O Custo para o Negócio de Ameaças Virtuais: Clientes Perdidos, Receita Perdida

Mais de 50% das organizações enfrentaram fiscalização pública após uma brecha de segurança. Sistemas de operações e financeiros foram os mais afetados, seguidos pela reputação da marca e fidelização dos clientes. Para as organizações que enfrentaram um ataque, os efeitos foram substanciais:

- 22% das empresas violadas perderam clientes – 40% delas perderam mais de 20% de sua base de clientes.
- 29% perderam receita, com 38% desse grupo perdendo mais de 20% de suas receitas.
- 23% das organizações invadidas perderam oportunidades de negócio, com 42% delas perdendo mais de 20%.

Operações de Hackers e os Novos Modelos de “Negócio”

Em 2016, hackear se tornou mais “corporativo”. Mudanças dinâmicas nos panoramas da tecnologia, liderados pela digitalização, estão criando oportunidades para cibercriminosos.
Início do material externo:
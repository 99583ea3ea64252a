//! Catering back-office records with an email-gated signup workflow.
//!
//! All state lives in a local `.canteen` data directory: account records,
//! the business collections (organizations, food orders, invoices,
//! expenses), a remembered-session snapshot, and delivery configuration.
//! New accounts start `pending`; an approval token is mailed to a fixed
//! approver address and later redeemed against one of two URL paths to
//! move the account to `approved` or `rejected`.

pub mod approval;
pub mod auth;
pub mod model;
pub mod notify;
pub mod store;
pub mod token;
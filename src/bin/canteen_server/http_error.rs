use super::*;

pub(super) fn unauthorized() -> Response {
    (
        StatusCode::UNAUTHORIZED,
        Json(serde_json::json!({"error": "unauthorized"})),
    )
        .into_response()
}

pub(super) fn internal_error(err: anyhow::Error) -> Response {
    (
        StatusCode::INTERNAL_SERVER_ERROR,
        Json(serde_json::json!({"error": err.to_string()})),
    )
        .into_response()
}

pub(super) fn bad_request(err: anyhow::Error) -> Response {
    (
        StatusCode::BAD_REQUEST,
        Json(serde_json::json!({"error": err.to_string()})),
    )
        .into_response()
}

pub(super) fn forbidden(msg: &str) -> Response {
    (
        StatusCode::FORBIDDEN,
        Json(serde_json::json!({"error": msg})),
    )
        .into_response()
}

pub(super) fn not_found() -> Response {
    (
        StatusCode::NOT_FOUND,
        Json(serde_json::json!({"error": "not found"})),
    )
        .into_response()
}

pub(super) fn conflict(msg: &str) -> Response {
    (
        StatusCode::CONFLICT,
        Json(serde_json::json!({"error": msg})),
    )
        .into_response()
}

pub(super) fn gone(msg: &str) -> Response {
    (
        StatusCode::GONE,
        Json(serde_json::json!({"error": msg})),
    )
        .into_response()
}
Enquanto os invasores continuam a alavancar técnicas comprovadas com o tempo, eles também empregam novas abordagens que espelham estruturas de “gerenciamento médio” dos seus alvos corporativos.

- Novos métodos de ataque modelam a hierarquia corporativa: Algumas campanhas de malvertising empregaram agentes (ou “entradas”) que agem como gestores intermediários, mascarando atividades maliciosas. Adversários podem então agir com uma velocidade maior, mantendo o espaço operacional e evitar a detecção;
- Oportunidade e risco da nuvem: 27% das aplicações em nuvem realizadas por funcionários foram categorizados como de alto risco e criaram preocupações significativas com segurança;
- Adwares antigos: softwares que fazem download de anúncios sem a permissão do usuário – continuam sendo canal de ataque, infectando 75% das organizações investigadas.

Proteja o Negócio, Mantenha Vigilância

Apenas 56% dos alertas de segurança são investigados e menos da metade dos alertas legítimos foram remediados. Defensores, apesar de confiantes em suas ferramentas, lutam contra os desafios de complexidade e mão de obra, deixando brechas de tempo e espaço para os invasores usarem em sua vantagem. A Cisco indica essas etapas para prevenir, detectar e suavizar ameaças e minimizar riscos:

- Segurança como prioridade do negócio: A liderança executiva deve ter o controle e evangelizar segurança e consolidar isso como uma prioridade;
- Mensurar disciplina operacional: Revisar práticas e controlar pontos de acesso para sistemas, aplicações, funções e dados de rede;
- Testar efetividade de segurança: Estabelecer métricas claras e usá-las para validar, além de melhorar práticas de segurança e,
- Adotar uma abordagem de defesa integrada: Ter integração e automação no topo da lista de critérios de avaliação para aumentar visibilidade, otimizar a interoperabilidade e reduzir o tempo de detecção e contenção dos ataques. Times de segurança poderão então focar no investimento e solução de ameaças reais.

Enquanto a tecnologia tem tornado os ataques mais prejudiciais e as defesas mais sofisticadas, a base da segurança se mantém tão importante quanto sempre foi.